I am excited to present our very first Potters’ Skin Butter Featured Artist – Sarah Wells Rolland, founder of The Village Potters. This interview is the first in a series featuring accomplished and inspiring ceramic artists.
 
A few months before The Village Potters opened five years ago, Sarah offered to make Potters’ Skin Butter the official lotion of The Village Potters. I was honored, and of course I said yes!  It has been a wonderfully supportive, fun, and mutually rewarding relationship. In fact, in 2016, The Village Potters sold more of my lotion than any other retail outlet!

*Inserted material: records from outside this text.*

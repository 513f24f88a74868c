use sea_orm::entity::prelude::*;

#[derive(Clone, Debug, PartialEq, Eq, DeriveEntityModel)]
#[sea_orm(table_name = "task_status")]
pub struct Model {
    #[sea_orm(primary_key, auto_increment = false)]
    pub id: i32,
    #[sea_orm(unique)]
    pub status_name: String,
}

#[derive(Copy, Clone, Debug, EnumIter, DeriveRelation)]
pub enum Relation {
    #[sea_orm(has_many = "super::task::Entity")]
    Task,
}

impl Related<super::task::Entity> for Entity {
    fn to() -> RelationDef {
        Relation::Task.def()
    }
}

impl ActiveModelBehavior for ActiveModel {}
pub mod task;
pub mod task_status;
// MakeMyQRCode - styled QR code designer
//
// This is the library crate containing the core business logic and data structures.
// The binary crate (main.rs) provides the command-line entry point.

pub mod config;
pub mod logging;
pub mod metrics;
pub mod models;
pub mod services;
pub mod state;
pub mod ui;

// Re-export commonly used types for convenience
pub use config::ConfigManager;
pub use metrics::Metrics;
pub use models::{AppSettings, AppState, ExportFormat, QrConfig};
pub use state::{StateChange, StateManager};
pub use ui::AppController;

/// Application version
pub const VERSION: &str = env!("CARGO_PKG_VERSION");

/// Application name
pub const APP_NAME: &str = env!("CARGO_PKG_NAME");
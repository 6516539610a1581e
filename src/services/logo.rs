// Logo resolution
//
// Turns the configured LogoSource into the image reference embedded in the
// drawing. Preset icons are re-coloured with the current foreground colour
// every time, so a colour change after picking a preset is picked up.

use crate::models::QrConfig;
use crate::models::catalog::find_logo_preset;

/// Image reference ready to be embedded in the drawing
#[derive(Debug, Clone, PartialEq, Eq)]
pub enum ImageSource {
    /// Preset icon filled with the foreground colour, as an SVG data URL
    Templated { preset_id: String, href: String },

    /// Uploaded image passed through unchanged
    Uploaded { href: String },
}

impl ImageSource {
    pub fn href(&self) -> &str {
        match self {
            Self::Templated { href, .. } | Self::Uploaded { href } => href,
        }
    }
}

/// Resolve the logo to embed for `config`, if any.
///
/// A preset that is not in the catalog falls through to the uploaded image
/// slot, which is empty whenever a preset is selected.
pub fn resolve_logo(config: &QrConfig) -> Option<ImageSource> {
    use crate::models::LogoSource;

    match &config.logo {
        LogoSource::Preset(id) => match find_logo_preset(id) {
            Some(preset) => Some(ImageSource::Templated {
                preset_id: preset.id.to_string(),
                href: preset.template.to_data_url(config.fg_color),
            }),
            None => {
                tracing::debug!("Unknown logo preset '{}', no logo embedded", id);
                None
            }
        },
        LogoSource::Uploaded(image) => Some(ImageSource::Uploaded {
            href: image.to_data_url(),
        }),
        LogoSource::None => None,
    }
}
use anyhow::{Context, Result};
use camino::Utf8Path;
use std::fs;
use tracing_appender::non_blocking::WorkerGuard;
use tracing_appender::rolling;
use tracing_subscriber::{EnvFilter, Layer, layer::SubscriberExt, util::SubscriberInitExt};

/// Console log rendering
#[derive(Debug, Clone, Copy, PartialEq, Eq, Default)]
pub enum ConsoleFormat {
    #[default]
    Off,
    Text,
    Json,
}

/// Setup logging with a daily rotating file appender and no console output.
///
/// # Returns
/// A guard that must be held for the duration of the program to keep logging active
pub fn setup_logging(log_dir: &Utf8Path, log_prefix: &str, debug_mode: bool) -> Result<WorkerGuard> {
    setup_logging_with_console(log_dir, log_prefix, debug_mode, ConsoleFormat::Off)
}

/// Setup file logging plus an optional stderr layer.
///
/// `RUST_LOG` takes precedence over `debug_mode` when set.
///
/// # Arguments
/// * `log_dir` - Directory for log files, created if missing
/// * `log_prefix` - Prefix for log files (e.g., "makemyqrcode")
/// * `debug_mode` - If true, use debug level; otherwise use info level
/// * `console` - Whether and how to mirror events on stderr
pub fn setup_logging_with_console(
    log_dir: &Utf8Path,
    log_prefix: &str,
    debug_mode: bool,
    console: ConsoleFormat,
) -> Result<WorkerGuard> {
    ensure_log_dir(log_dir)?;

    let file_appender = rolling::daily(log_dir.as_std_path(), log_prefix);
    let (non_blocking, guard) = tracing_appender::non_blocking(file_appender);

    let env_filter = EnvFilter::try_from_default_env()
        .unwrap_or_else(|_| EnvFilter::new(if debug_mode { "debug" } else { "info" }));

    let file_layer = tracing_subscriber::fmt::layer()
        .with_writer(non_blocking)
        .with_ansi(false) // No ANSI codes in log files
        .with_target(true)
        .with_thread_ids(true)
        .with_file(true)
        .with_line_number(true);

    let console_layer = match console {
        ConsoleFormat::Off => None,
        ConsoleFormat::Text => Some(
            tracing_subscriber::fmt::layer()
                .with_writer(std::io::stderr)
                .with_ansi(true)
                .with_target(false)
                .boxed(),
        ),
        ConsoleFormat::Json => Some(
            tracing_subscriber::fmt::layer()
                .json()
                .with_writer(std::io::stderr)
                .boxed(),
        ),
    };

    tracing_subscriber::registry()
        .with(env_filter)
        .with(file_layer)
        .with(console_layer)
        .try_init()
        .context("Failed to install tracing subscriber")?;

    tracing::info!(
        "Logging initialized: dir={}, prefix={}, debug={}, console={:?}",
        log_dir,
        log_prefix,
        debug_mode,
        console
    );

    Ok(guard)
}

fn ensure_log_dir(log_dir: &Utf8Path) -> Result<()> {
    if !log_dir.exists() {
        fs::create_dir_all(log_dir)
            .with_context(|| format!("Failed to create log directory: {}", log_dir))?;
    }
    Ok(())
}
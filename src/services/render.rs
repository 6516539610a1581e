//! Render configuration builder.
//!
//! Maps a [`QrConfig`] onto the parameter set consumed by a
//! [`QrRenderer`](super::renderer::QrRenderer). The parameter set mirrors
//! the usual "styled QR" option object (camelCase when serialized) so it can
//! be logged or diffed as JSON.

use serde::Serialize;

use super::logo::resolve_logo;
use crate::models::catalog::PLACEHOLDER_URL;
use crate::models::{
    Color, CornerDotType, CornerSquareType, DotType, ErrorCorrectionLevel, QrConfig,
};

/// Logical canvas edge in drawing units, independent of display size
pub const CANVAS_SIZE: u32 = 1024;

/// Quiet zone when the margin is enabled
pub const MARGIN_WIDE: u32 = 40;

/// Quiet zone when the margin is disabled
pub const MARGIN_NARROW: u32 = 10;

/// Fraction of the symbol area given to an embedded logo
pub const LOGO_IMAGE_SIZE: f32 = 0.28;

/// Inset between the cleared logo area and the logo itself
pub const LOGO_MARGIN: u32 = 10;

#[derive(Debug, Clone, Copy, PartialEq, Eq, Serialize)]
#[serde(rename_all = "lowercase")]
pub enum DrawType {
    Svg,
}

#[derive(Debug, Clone, PartialEq, Serialize)]
#[serde(rename_all = "camelCase")]
pub struct QrOptions {
    pub error_correction_level: ErrorCorrectionLevel,
}

#[derive(Debug, Clone, PartialEq, Serialize)]
pub struct DotsOptions {
    pub color: Color,
    #[serde(rename = "type")]
    pub dot_type: DotType,
}

#[derive(Debug, Clone, PartialEq, Serialize)]
pub struct BackgroundOptions {
    pub color: Color,
}

#[derive(Debug, Clone, PartialEq, Serialize)]
pub struct CornersSquareOptions {
    pub color: Color,
    #[serde(rename = "type")]
    pub corner_type: CornerSquareType,
}

#[derive(Debug, Clone, PartialEq, Serialize)]
pub struct CornersDotOptions {
    pub color: Color,
    #[serde(rename = "type")]
    pub corner_type: CornerDotType,
}

#[derive(Debug, Clone, PartialEq, Serialize)]
#[serde(rename_all = "camelCase")]
pub struct ImageOptions {
    pub hide_background_dots: bool,
    pub image_size: f32,
    pub margin: u32,
}

/// Parameters for one rendered drawing
#[derive(Debug, Clone, PartialEq, Serialize)]
#[serde(rename_all = "camelCase")]
pub struct RenderOptions {
    pub width: u32,
    pub height: u32,
    #[serde(rename = "type")]
    pub draw_type: DrawType,
    pub data: String,
    pub margin: u32,
    pub qr_options: QrOptions,
    pub dots_options: DotsOptions,
    pub background_options: BackgroundOptions,
    #[serde(skip_serializing_if = "Option::is_none")]
    pub image: Option<String>,
    pub image_options: ImageOptions,
    #[serde(skip_serializing_if = "Option::is_none")]
    pub corners_square_options: Option<CornersSquareOptions>,
    #[serde(skip_serializing_if = "Option::is_none")]
    pub corners_dot_options: Option<CornersDotOptions>,
}

pub fn margin_for(include_margin: bool) -> u32 {
    if include_margin {
        MARGIN_WIDE
    } else {
        MARGIN_NARROW
    }
}

/// Build renderer parameters for `config`.
///
/// An empty URL renders the placeholder destination so a symbol always
/// exists. Corner overlays are omitted when their shape is "none".
pub fn build_render_options(config: &QrConfig) -> RenderOptions {
    let data = if config.url.is_empty() {
        PLACEHOLDER_URL.to_string()
    } else {
        config.url.clone()
    };

    RenderOptions {
        width: CANVAS_SIZE,
        height: CANVAS_SIZE,
        draw_type: DrawType::Svg,
        data,
        margin: margin_for(config.include_margin),
        qr_options: QrOptions {
            error_correction_level: config.level,
        },
        dots_options: DotsOptions {
            color: config.fg_color,
            dot_type: config.dot_type,
        },
        background_options: BackgroundOptions {
            color: config.bg_color,
        },
        image: resolve_logo(config).map(|source| source.href().to_string()),
        image_options: ImageOptions {
            hide_background_dots: true,
            image_size: LOGO_IMAGE_SIZE,
            margin: LOGO_MARGIN,
        },
        corners_square_options: config.corner_square_type.map(|corner_type| {
            CornersSquareOptions {
                color: config.fg_color,
                corner_type,
            }
        }),
        corners_dot_options: config
            .corner_dot_type
            .map(|corner_type| CornersDotOptions {
                color: config.fg_color,
                corner_type,
            }),
    }
}
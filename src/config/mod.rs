use crate::models::AppSettings;
use ::config::{Config, Environment, File, FileFormat};
use anyhow::{Context, Result};
use camino::{Utf8Path, Utf8PathBuf};
use std::fs;

/// File name of the settings file inside the config directory
pub const SETTINGS_FILE: &str = "makemyqrcode.yaml";

/// Prefix of environment variables overriding settings, e.g. `MAKEMYQR_API_BASE_URL`
pub const ENV_PREFIX: &str = "MAKEMYQR";

/// Loads and saves [`AppSettings`].
///
/// Settings are layered: built-in defaults, then `makemyqrcode.yaml` in the
/// config directory if present, then `MAKEMYQR_*` environment variables.
#[derive(Debug, Clone)]
pub struct ConfigManager {
    config_dir: Utf8PathBuf,
    settings_path: Utf8PathBuf,
    env_prefix: Option<String>,
}

impl ConfigManager {
    /// Create a ConfigManager for `config_dir`, creating the directory if needed
    pub fn new<P: AsRef<Utf8Path>>(config_dir: P) -> Result<Self> {
        let config_dir = config_dir.as_ref().to_path_buf();

        if !config_dir.exists() {
            fs::create_dir_all(&config_dir)
                .with_context(|| format!("Failed to create config directory: {}", config_dir))?;
        }

        Ok(Self {
            settings_path: config_dir.join(SETTINGS_FILE),
            config_dir,
            env_prefix: Some(ENV_PREFIX.to_string()),
        })
    }

    /// Read environment overrides from a different prefix
    pub fn with_env_prefix(mut self, prefix: impl Into<String>) -> Self {
        self.env_prefix = Some(prefix.into());
        self
    }

    /// Ignore environment overrides entirely
    pub fn without_env(mut self) -> Self {
        self.env_prefix = None;
        self
    }

    /// Load the layered settings.
    ///
    /// A missing settings file is not an error; defaults are used.
    pub fn load_settings(&self) -> Result<AppSettings> {
        let defaults =
            Config::try_from(&AppSettings::default()).context("Failed to encode default settings")?;

        let mut builder = Config::builder().add_source(defaults);

        if self.settings_path.exists() {
            builder = builder.add_source(
                File::from(self.settings_path.as_std_path())
                    .format(FileFormat::Yaml)
                    .required(false),
            );
        } else {
            tracing::warn!(
                "Settings file not found at {}, using defaults",
                self.settings_path
            );
        }

        if let Some(prefix) = &self.env_prefix {
            builder = builder.add_source(Environment::with_prefix(prefix).try_parsing(true));
        }

        let settings: AppSettings = builder
            .build()
            .with_context(|| format!("Failed to load settings: {}", self.settings_path))?
            .try_deserialize()
            .with_context(|| format!("Failed to parse settings: {}", self.settings_path))?;

        tracing::info!(
            "Loaded settings: api={}, output_dir={}, timeout={:?}",
            settings.api_base_url,
            settings.output_dir,
            settings.request_timeout_secs
        );
        Ok(settings)
    }

    pub fn save_settings(&self, settings: &AppSettings) -> Result<()> {
        let yaml_string =
            serde_yaml_ng::to_string(settings).context("Failed to serialize settings to YAML")?;

        fs::write(&self.settings_path, yaml_string)
            .with_context(|| format!("Failed to write settings: {}", self.settings_path))?;

        tracing::info!("Saved settings to {}", self.settings_path);
        Ok(())
    }

    pub fn config_dir(&self) -> &Utf8Path {
        &self.config_dir
    }

    pub fn settings_path(&self) -> &Utf8Path {
        &self.settings_path
    }
}

#[cfg(test)]
mod tests {
    use super::*;
    use tempfile::TempDir;

    fn create_test_config_manager() -> (ConfigManager, TempDir) {
        let temp_dir = TempDir::new().unwrap();
        let config_path = Utf8PathBuf::try_from(temp_dir.path().to_path_buf()).unwrap();
        let manager = ConfigManager::new(&config_path).unwrap().without_env();
        (manager, temp_dir)
    }

    #[test]
    fn test_creates_missing_directory() {
        let temp_dir = TempDir::new().unwrap();
        let nested = Utf8PathBuf::try_from(temp_dir.path().join("a/b")).unwrap();
        let manager = ConfigManager::new(&nested).unwrap();
        assert!(manager.config_dir().exists());
    }

    #[test]
    fn test_defaults_without_file() {
        let (manager, _temp_dir) = create_test_config_manager();
        let settings = manager.load_settings().unwrap();
        assert_eq!(settings, AppSettings::default());
    }

    #[test]
    fn test_file_overrides_defaults() {
        let (manager, _temp_dir) = create_test_config_manager();
        fs::write(
            manager.settings_path(),
            "api_base_url: https://qr.example.net\ncopy_reset_ms: 500\n",
        )
        .unwrap();

        let settings = manager.load_settings().unwrap();
        assert_eq!(settings.api_base_url, "https://qr.example.net");
        assert_eq!(settings.copy_reset_ms, 500);
        assert_eq!(settings.export_delay_ms, 100);
    }

    #[test]
    fn test_save_then_load() {
        let (manager, _temp_dir) = create_test_config_manager();

        let settings = AppSettings {
            request_timeout_secs: Some(15),
            viewport_width: 600,
            ..AppSettings::default()
        };
        manager.save_settings(&settings).unwrap();

        assert_eq!(manager.load_settings().unwrap(), settings);
    }
}
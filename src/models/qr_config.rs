use base64::Engine as _;
use base64::engine::general_purpose::STANDARD;
use camino::Utf8Path;
use serde::{Deserialize, Serialize};
use std::fmt;
use std::fs;
use std::str::FromStr;
use thiserror::Error;

/// Errors produced when parsing a colour string
#[derive(Error, Debug, Clone, PartialEq, Eq)]
pub enum ColorParseError {
    #[error("Colour must start with '#': {0}")]
    MissingHash(String),

    #[error("Colour must be #RRGGBB or #RRGGBBAA: {0}")]
    InvalidLength(String),

    #[error("Invalid hex digits in colour: {0}")]
    InvalidHex(String),
}

/// Errors produced when parsing one of the shape/level identifiers
#[derive(Error, Debug, Clone, PartialEq, Eq)]
#[error("Unknown {kind} '{value}'")]
pub struct ParseOptionError {
    pub kind: &'static str,
    pub value: String,
}

impl ParseOptionError {
    fn new(kind: &'static str, value: &str) -> Self {
        Self {
            kind,
            value: value.to_string(),
        }
    }
}

/// An sRGB colour with an alpha channel.
///
/// Parsed from `#RRGGBB` (opaque) or `#RRGGBBAA`. Displays as lowercase
/// `#rrggbb`; the alpha channel is carried separately because most
/// consumers want a fill plus an opacity.
#[derive(Debug, Clone, Copy, PartialEq, Eq, Hash)]
pub struct Color {
    pub r: u8,
    pub g: u8,
    pub b: u8,
    pub a: u8,
}

impl Color {
    pub const BLACK: Color = Color::rgb(0, 0, 0);
    pub const WHITE: Color = Color::rgb(0xff, 0xff, 0xff);

    pub const fn rgb(r: u8, g: u8, b: u8) -> Self {
        Self { r, g, b, a: 0xff }
    }

    /// Parse a `#RRGGBB` or `#RRGGBBAA` string
    pub fn parse(value: &str) -> Result<Self, ColorParseError> {
        let trimmed = value.trim();
        let hex = trimmed
            .strip_prefix('#')
            .ok_or_else(|| ColorParseError::MissingHash(value.to_string()))?;

        if hex.len() != 6 && hex.len() != 8 {
            return Err(ColorParseError::InvalidLength(value.to_string()));
        }
        if !hex.bytes().all(|b| b.is_ascii_hexdigit()) {
            return Err(ColorParseError::InvalidHex(value.to_string()));
        }

        let channel = |i: usize| {
            hex.get(i..i + 2)
                .and_then(|pair| u8::from_str_radix(pair, 16).ok())
                .ok_or_else(|| ColorParseError::InvalidHex(value.to_string()))
        };

        Ok(Self {
            r: channel(0)?,
            g: channel(2)?,
            b: channel(4)?,
            a: if hex.len() == 8 { channel(6)? } else { 0xff },
        })
    }

    /// `#rrggbb` without the alpha channel
    pub fn to_hex(&self) -> String {
        format!("#{:02x}{:02x}{:02x}", self.r, self.g, self.b)
    }

    pub fn is_opaque(&self) -> bool {
        self.a == 0xff
    }

    pub fn is_transparent(&self) -> bool {
        self.a == 0
    }

    /// Alpha as a 0..=1 opacity
    pub fn opacity(&self) -> f32 {
        f32::from(self.a) / 255.0
    }
}

impl fmt::Display for Color {
    fn fmt(&self, f: &mut fmt::Formatter<'_>) -> fmt::Result {
        if self.is_opaque() {
            write!(f, "{}", self.to_hex())
        } else {
            write!(f, "{}{:02x}", self.to_hex(), self.a)
        }
    }
}

impl FromStr for Color {
    type Err = ColorParseError;

    fn from_str(s: &str) -> Result<Self, Self::Err> {
        Self::parse(s)
    }
}

impl Serialize for Color {
    fn serialize<S: serde::Serializer>(&self, serializer: S) -> Result<S::Ok, S::Error> {
        serializer.serialize_str(&self.to_string())
    }
}

impl<'de> Deserialize<'de> for Color {
    fn deserialize<D: serde::Deserializer<'de>>(deserializer: D) -> Result<Self, D::Error> {
        let raw = String::deserialize(deserializer)?;
        Color::parse(&raw).map_err(serde::de::Error::custom)
    }
}

/// QR error-correction level, passed to the encoder verbatim
#[derive(Debug, Clone, Copy, PartialEq, Eq, Hash, Default, Serialize, Deserialize)]
pub enum ErrorCorrectionLevel {
    L,
    M,
    Q,
    #[default]
    H,
}

impl ErrorCorrectionLevel {
    pub fn as_str(&self) -> &'static str {
        match self {
            Self::L => "L",
            Self::M => "M",
            Self::Q => "Q",
            Self::H => "H",
        }
    }
}

impl FromStr for ErrorCorrectionLevel {
    type Err = ParseOptionError;

    fn from_str(s: &str) -> Result<Self, Self::Err> {
        match s.trim().to_ascii_uppercase().as_str() {
            "L" => Ok(Self::L),
            "M" => Ok(Self::M),
            "Q" => Ok(Self::Q),
            "H" => Ok(Self::H),
            _ => Err(ParseOptionError::new("error correction level", s)),
        }
    }
}

/// Shape of the data modules (the QR "body")
#[derive(Debug, Clone, Copy, PartialEq, Eq, Hash, Default, Serialize, Deserialize)]
#[serde(rename_all = "kebab-case")]
pub enum DotType {
    #[default]
    Square,
    Rounded,
    Dots,
    Classy,
    ClassyRounded,
    ExtraRounded,
}

impl DotType {
    pub fn as_str(&self) -> &'static str {
        match self {
            Self::Square => "square",
            Self::Rounded => "rounded",
            Self::Dots => "dots",
            Self::Classy => "classy",
            Self::ClassyRounded => "classy-rounded",
            Self::ExtraRounded => "extra-rounded",
        }
    }
}

impl FromStr for DotType {
    type Err = ParseOptionError;

    fn from_str(s: &str) -> Result<Self, Self::Err> {
        match s.trim() {
            "square" => Ok(Self::Square),
            "rounded" => Ok(Self::Rounded),
            "dots" => Ok(Self::Dots),
            "classy" => Ok(Self::Classy),
            "classy-rounded" => Ok(Self::ClassyRounded),
            "extra-rounded" => Ok(Self::ExtraRounded),
            _ => Err(ParseOptionError::new("dot type", s)),
        }
    }
}

/// Shape of the outer eye frame
#[derive(Debug, Clone, Copy, PartialEq, Eq, Hash, Default, Serialize, Deserialize)]
#[serde(rename_all = "kebab-case")]
pub enum CornerSquareType {
    #[default]
    Square,
    Dot,
    ExtraRounded,
    Rounded,
    Dots,
    Classy,
    ClassyRounded,
}

impl CornerSquareType {
    pub fn as_str(&self) -> &'static str {
        match self {
            Self::Square => "square",
            Self::Dot => "dot",
            Self::ExtraRounded => "extra-rounded",
            Self::Rounded => "rounded",
            Self::Dots => "dots",
            Self::Classy => "classy",
            Self::ClassyRounded => "classy-rounded",
        }
    }

    /// Parse an identifier, where `none` selects no overlay
    pub fn parse_optional(s: &str) -> Result<Option<Self>, ParseOptionError> {
        match s.trim() {
            "none" => Ok(None),
            "square" => Ok(Some(Self::Square)),
            "dot" => Ok(Some(Self::Dot)),
            "extra-rounded" => Ok(Some(Self::ExtraRounded)),
            "rounded" => Ok(Some(Self::Rounded)),
            "dots" => Ok(Some(Self::Dots)),
            "classy" => Ok(Some(Self::Classy)),
            "classy-rounded" => Ok(Some(Self::ClassyRounded)),
            _ => Err(ParseOptionError::new("corner square type", s)),
        }
    }
}

/// Shape of the inner eye ball
#[derive(Debug, Clone, Copy, PartialEq, Eq, Hash, Default, Serialize, Deserialize)]
#[serde(rename_all = "kebab-case")]
pub enum CornerDotType {
    #[default]
    Square,
    Dot,
}

impl CornerDotType {
    pub fn as_str(&self) -> &'static str {
        match self {
            Self::Square => "square",
            Self::Dot => "dot",
        }
    }

    /// Parse an identifier, where `none` selects no overlay
    pub fn parse_optional(s: &str) -> Result<Option<Self>, ParseOptionError> {
        match s.trim() {
            "none" => Ok(None),
            "square" => Ok(Some(Self::Square)),
            "dot" => Ok(Some(Self::Dot)),
            _ => Err(ParseOptionError::new("corner dot type", s)),
        }
    }
}

/// Overall symbol framing. Catalogued but not used by the renderer.
#[derive(Debug, Clone, Copy, PartialEq, Eq, Hash, Default, Serialize, Deserialize)]
#[serde(rename_all = "kebab-case")]
pub enum QrShape {
    #[default]
    Square,
    Circle,
}

/// A user-supplied logo image, kept as raw bytes plus its MIME type
#[derive(Clone, PartialEq, Eq)]
pub struct UploadedImage {
    pub mime: String,
    pub bytes: Vec<u8>,
}

impl UploadedImage {
    pub fn new(mime: impl Into<String>, bytes: Vec<u8>) -> Self {
        Self {
            mime: mime.into(),
            bytes,
        }
    }

    /// Read an image file, guessing the MIME type from its extension
    pub fn from_path(path: &Utf8Path) -> anyhow::Result<Self> {
        use anyhow::Context;

        let bytes =
            fs::read(path).with_context(|| format!("Failed to read logo image: {}", path))?;
        let mime = mime_guess::from_path(path.as_std_path())
            .first_or_octet_stream()
            .essence_str()
            .to_string();

        tracing::debug!("Loaded logo {} ({} bytes, {})", path, bytes.len(), mime);
        Ok(Self { mime, bytes })
    }

    /// `data:<mime>;base64,<payload>`
    pub fn to_data_url(&self) -> String {
        format!("data:{};base64,{}", self.mime, STANDARD.encode(&self.bytes))
    }
}

impl fmt::Debug for UploadedImage {
    fn fmt(&self, f: &mut fmt::Formatter<'_>) -> fmt::Result {
        f.debug_struct("UploadedImage")
            .field("mime", &self.mime)
            .field("bytes", &self.bytes.len())
            .finish()
    }
}

/// Where the embedded logo comes from. At most one source is active.
#[derive(Debug, Clone, PartialEq, Eq, Default)]
pub enum LogoSource {
    #[default]
    None,
    Uploaded(UploadedImage),
    Preset(String),
}

impl LogoSource {
    pub fn is_none(&self) -> bool {
        matches!(self, Self::None)
    }

    pub fn preset_id(&self) -> Option<&str> {
        match self {
            Self::Preset(id) => Some(id),
            _ => None,
        }
    }
}

/// The full user configuration for the QR code being designed
#[derive(Debug, Clone, PartialEq)]
pub struct QrConfig {
    /// Text encoded into the symbol; empty means "no content yet"
    pub url: String,
    pub fg_color: Color,
    pub bg_color: Color,
    pub level: ErrorCorrectionLevel,
    pub include_margin: bool,
    pub dot_type: DotType,
    pub corner_square_type: Option<CornerSquareType>,
    pub corner_dot_type: Option<CornerDotType>,
    pub logo: LogoSource,
}

impl Default for QrConfig {
    fn default() -> Self {
        Self {
            url: String::new(),
            fg_color: Color::BLACK,
            bg_color: Color::WHITE,
            level: ErrorCorrectionLevel::H,
            include_margin: true,
            dot_type: DotType::Square,
            corner_square_type: Some(CornerSquareType::Square),
            corner_dot_type: Some(CornerDotType::Square),
            logo: LogoSource::None,
        }
    }
}

impl QrConfig {
    pub fn has_content(&self) -> bool {
        !self.url.is_empty()
    }
}
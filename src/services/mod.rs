//! Services module - rendering, export and registration.
//!
//! Everything here is framework-agnostic: no window system, no event loop.
//! The [`ui`](crate::ui) layer wires these together behind
//! [`AppController`](crate::ui::AppController).
//!
//! # Components
//!
//! - [`resolve_logo`]: picks the image embedded in the symbol, recolouring
//!   preset icons to the current foreground.
//! - [`build_render_options`]: maps a [`QrConfig`](crate::models::QrConfig)
//!   onto renderer parameters (canvas, margin, dot/corner styling, logo).
//! - [`StyledQrRenderer`]: the [`QrRenderer`] that encodes the payload with
//!   the `qrcode` crate and draws styled modules into a [`Drawing`].
//! - [`RenderSession`]: keeps the renderer in sync with the configuration and
//!   hosts its drawing in the display target matching the viewport.
//! - [`ExportPipeline`]: SVG/PNG downloads and clipboard copies through
//!   injected [`FileSink`] and [`ClipboardSink`] capabilities.
//! - [`HttpRegistrationClient`]: POSTs the registration form.
//! - [`GatedDownloadFlow`]: holds a requested download until registration
//!   succeeds.
//!
//! # Usage Example
//!
//! ```ignore
//! use makemyqrcode::models::QrConfig;
//! use makemyqrcode::services::{RenderSession, StyledQrRenderer};
//!
//! let mut session = RenderSession::<StyledQrRenderer>::new(1280);
//! session.apply_config(&QrConfig {
//!     url: "https://example.com".into(),
//!     ..QrConfig::default()
//! })?;
//! let svg = session.visible_drawing().map(|d| d.serialize());
//! ```

pub mod drawing;
pub mod export;
pub mod gate;
pub mod logo;
pub mod registration;
pub mod render;
pub mod renderer;
pub mod session;

pub use drawing::Drawing;
pub use export::{
    ClipboardSink, DirectorySink, ExportError, ExportPipeline, ExportedFile, FileSink,
    MemoryClipboard, MemoryFileSink, RasterImage, SinkError, SystemClipboard, rasterize,
};
pub use gate::{GatedDownloadFlow, SubmitOutcome};
pub use logo::{ImageSource, resolve_logo};
pub use registration::{
    HttpRegistrationClient, RegistrationClient, RegistrationError, RegistrationReceipt,
};
pub use render::{RenderOptions, build_render_options};
pub use renderer::{QrRenderer, RenderError, StyledQrRenderer};
pub use session::{DisplayTarget, DrawingSource, RenderSession};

I often stop in to their River Arts District space to restock lotion. I also occasionally help out with the retail side of the front gallery, meeting customers and helping them find the perfect pottery to take home. Lately, I have been visiting the Village Potters in a new capacity, as a pottery student in their Teaching Center. When I think of the Village Potters I think of a creative community, a resonant space filled with welcoming, ambitious, self-directed ceramic artists.

One afternoon in late March, I walked into The Village Potters Gallery, Studios, and Teaching Center, as I had many times before. I have come here for many reasons since The Village Potters was founded. This time was a little bit different. I was here to interview founder Sarah Wells Rolland about her personal work and process as well as how The Village Potters got started.
 
Sarah and I met at Haywood Community College’s Professional Crafts Program 2006 graduate show at the Grove Arcade Arts and Heritage Gallery.
Sarah:  And you said something about your product and I said, ‘Hey you should come out [to my home studio] because I’m going to have a bunch of potters out there.’ And then it was probably sometime in the spring when I had that workshop and I invited you out and you were crazy and did it.”
 
And that’s how our relationship started.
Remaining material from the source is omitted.